A doença do exílio e os poderes da fotografia

 

Na sua origem, o espanto fotográfico está ligado à capacidade, não prevista, de um engenho humano poder fabricar uma imagem que reproduz, tal qual, o real, ou seja, pode averiguar-se o bom ajustamento entre a imagem e os factos do mundo. Um espanto que se adensa quando são consideradas as regiões limite da experiência humana que, como se sabe, dizem respeito ao sofrimento, à perda, à morte, ao trauma. É então que surge uma forte perturbação na relação de adequação entre a imagem e o mundo. São imagens que sugerem, que evocam, que provocam, mas que não possuem nada de determinado, nem designam a matéria positiva do real. As fisionomias que registam e guardam transformam-se em instâncias onde se condensam e articulam - como se de metáforas ou alegorias se tratassem - experiências, sentidos, significados.

 O livro/filme de Daniel Blaufuks tem este problema no seu interior. O seu gesto é, essencialmente, o de identificar a que é que corresponde a condição do exílio e mostrar como é que o exilado é uma categoria dos habitantes do mundo. Um gesto que, através de sucessivos desdobramentos, se descobre como sendo não só acerca da deslocação dos Judeus da Alemanha Nazi, como também sobre Lisboa, sobre a família do artista e sobre a relação complexa que se cria entre nós, as nossas origens e a herança que recebemos.

 Sob Céus Estranhos é difícil de classificar porque não corresponde a nenhum objecto específico: é um livro de fotografia, é um filme, é um registo e um arquivo. E é nesta mistura que reside a sua enorme fertilidade. Também é um documento onde confluem a percepção subjectiva da natureza e a mais rigorosa recolha da verdade histórica.

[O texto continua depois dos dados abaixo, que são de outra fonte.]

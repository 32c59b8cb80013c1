//! In-memory `SyncStorage` with the same merge and cursor semantics as the
//! Postgres store. Backs the engine's scenario tests.

use std::collections::{BTreeMap, HashMap};

use async_trait::async_trait;
use chrono::{DateTime, Utc};
use tokio::sync::Mutex;
use uuid::Uuid;
use zakup_core::{CanonicalRecord, CursorPosition, EntityKind, SyncCursor, SyncJob};

use crate::{check_monotonic, CommitOutcome, RawSnapshot, StoreError, SyncStorage};

#[derive(Debug, Clone)]
pub struct StoredRaw {
    pub entity: EntityKind,
    pub fetched_at: DateTime<Utc>,
    pub sha256: String,
    pub item_count: u32,
}

#[derive(Debug, Default)]
struct MemoryInner {
    cursors: HashMap<EntityKind, SyncCursor>,
    records: BTreeMap<(EntityKind, String), CanonicalRecord>,
    raw: Vec<StoredRaw>,
    jobs: HashMap<Uuid, SyncJob>,
}

#[derive(Debug, Default)]
pub struct MemoryStorage {
    inner: Mutex<MemoryInner>,
}

impl MemoryStorage {
    pub fn new() -> Self {
        Self::default()
    }

    /// Seed a cursor directly, bypassing the commit path. Test setup only.
    pub async fn seed_cursor(&self, cursor: SyncCursor) {
        let mut inner = self.inner.lock().await;
        inner.cursors.insert(cursor.entity, cursor);
    }

    pub async fn records(&self, entity: EntityKind) -> Vec<CanonicalRecord> {
        let inner = self.inner.lock().await;
        inner
            .records
            .iter()
            .filter(|((e, _), _)| *e == entity)
            .map(|(_, r)| r.clone())
            .collect()
    }

    pub async fn record(&self, entity: EntityKind, natural_key: &str) -> Option<CanonicalRecord> {
        let inner = self.inner.lock().await;
        inner
            .records
            .get(&(entity, natural_key.to_string()))
            .cloned()
    }

    pub async fn jobs(&self) -> Vec<SyncJob> {
        let inner = self.inner.lock().await;
        let mut jobs: Vec<_> = inner.jobs.values().cloned().collect();
        jobs.sort_by_key(|j| j.queued_at);
        jobs
    }

    pub async fn raw_snapshots(&self) -> Vec<StoredRaw> {
        self.inner.lock().await.raw.clone()
    }
}

#[async_trait]
impl SyncStorage for MemoryStorage {
    async fn cursor(&self, entity: EntityKind) -> Result<SyncCursor, StoreError> {
        let inner = self.inner.lock().await;
        Ok(inner
            .cursors
            .get(&entity)
            .cloned()
            .unwrap_or_else(|| SyncCursor::initial(entity)))
    }

    async fn commit_batch(
        &self,
        entity: EntityKind,
        records: &[CanonicalRecord],
        new_position: &CursorPosition,
        raw: Option<&RawSnapshot>,
        committed_at: DateTime<Utc>,
    ) -> Result<CommitOutcome, StoreError> {
        let mut inner = self.inner.lock().await;

        let current = inner.cursors.get(&entity).and_then(|c| c.position);
        check_monotonic(entity, current.as_ref(), new_position)?;

        let mut outcome = CommitOutcome::default();
        for record in records {
            let key = (entity, record.natural_key.clone());
            match inner.records.get_mut(&key) {
                Some(existing) => {
                    // Field-wise merge, matching the JSONB `||` upsert: new
                    // values win per field, untouched fields survive, and a
                    // batch changing neither attributes nor the parent key
                    // is a no-op.
                    let mut merged = existing.attrs.clone();
                    merged.extend(record.attrs.clone());
                    if merged != existing.attrs
                        || existing.dependency_key != record.dependency_key
                    {
                        existing.attrs = merged;
                        existing.dependency_key = record.dependency_key.clone();
                        existing.synced_at = record.synced_at;
                        outcome.applied += 1;
                    } else {
                        outcome.unchanged += 1;
                    }
                }
                None => {
                    inner.records.insert(key, record.clone());
                    outcome.applied += 1;
                }
            }
        }

        if let Some(raw) = raw {
            let sha256 = raw.content_hash();
            inner.raw.push(StoredRaw {
                entity: raw.entity,
                fetched_at: raw.fetched_at,
                sha256,
                item_count: raw.item_count,
            });
        }

        let cursor = inner
            .cursors
            .entry(entity)
            .or_insert_with(|| SyncCursor::initial(entity));
        cursor.position = Some(*new_position);
        cursor.last_success_at = Some(committed_at);
        cursor.last_attempt_at = Some(committed_at);
        cursor.consecutive_failures = 0;

        Ok(outcome)
    }

    async fn record_failure(
        &self,
        entity: EntityKind,
        at: DateTime<Utc>,
    ) -> Result<(), StoreError> {
        let mut inner = self.inner.lock().await;
        let cursor = inner
            .cursors
            .entry(entity)
            .or_insert_with(|| SyncCursor::initial(entity));
        cursor.last_attempt_at = Some(at);
        cursor.consecutive_failures += 1;
        Ok(())
    }

    async fn record_job(&self, job: &SyncJob) -> Result<(), StoreError> {
        let mut inner = self.inner.lock().await;
        inner.jobs.insert(job.id, job.clone());
        Ok(())
    }

    async fn record_count(&self, entity: EntityKind) -> Result<u64, StoreError> {
        let inner = self.inner.lock().await;
        Ok(inner.records.keys().filter(|(e, _)| *e == entity).count() as u64)
    }
}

A verdade histórica não é matéria estranha à criação artística e diz respeito ao conhecimento objectivo que cada obra de arte possui como sua possibilidade. No julgamento de Eichmann em Israel, os juízes, quando confrontados com a descrição das atrocidades sofridas pelos Judeus nos campos de concentração, "declararam", em palavras de Hannah Arendt, "que um sofrimento daquela dimensão estava para além da compreensão humana, que era matéria para os grandes poetas e escritores e não podia ser tratada numa sala de tribunal".

A identificação do que está para lá das capacidade humana de compreensão é o lugar onde podemos ancorar Sob céus estranhos: é através da possibilidade de compreender o que é ficar sem terra, sem pai, sem a língua materna, que se desenvolvem os diferentes andamentos do livro/filme. Escreve Blaufuks: "E esta creio ser doença do exílio, a sensação de estar sempre distante de casa, longe da língua materna, dos livros e da comida da nossa infância, da cultura dos nosso pais." 

Ser testemunho de algo que é impossível testemunhar é aqui assumido enquanto projecto videográfico e fotográfico, ou seja, um projecto estético. Esta é a única possibilidade porque só a representação estética pode ter em conta os diferentes matizes e profundidades da experiência humana, isto é, tentar encontrar uma imagem sensível para aquilo a que, em princípio, nenhuma imagem pode jamais corresponder. A própria história da fotografia é uma sucessiva apresentação das tensões sensíveis que estão no centro do problema da imagem (fotográfica ou videográfica) como representação e prova material do real (pense-se em Charcot e Salpêtrière, no Shoah de Lanzmann ou Mikael Levin, etc).

Querer dizer e as palavras não chegarem é a experiência mais próxima do abismo aqui em causa: em vão procuram-se as palavras que melhor designam um estado interior e parece-se estar a correr contras as grades de uma prisão. Trabalhar neste limiar é assumir a expectativa de um dia se conseguir encontrar a palavra ou a imagem certas (Wittgenstein diria: a palavra que salva).

A redenção, que aqui não tem significado teológico, opera-se através da conciliação do eu com o próprio passado e a compreensão, que é o operador desta transformação, acontece por meio da representação fotográfica (que, por mais indirecta que seja, corresponde sempre a um acto de conhecimento). Por isso, à fisionomia que este livro/filme desenha da doença do exílio, corresponde uma libertação dessa mesma condição, a cura da doença.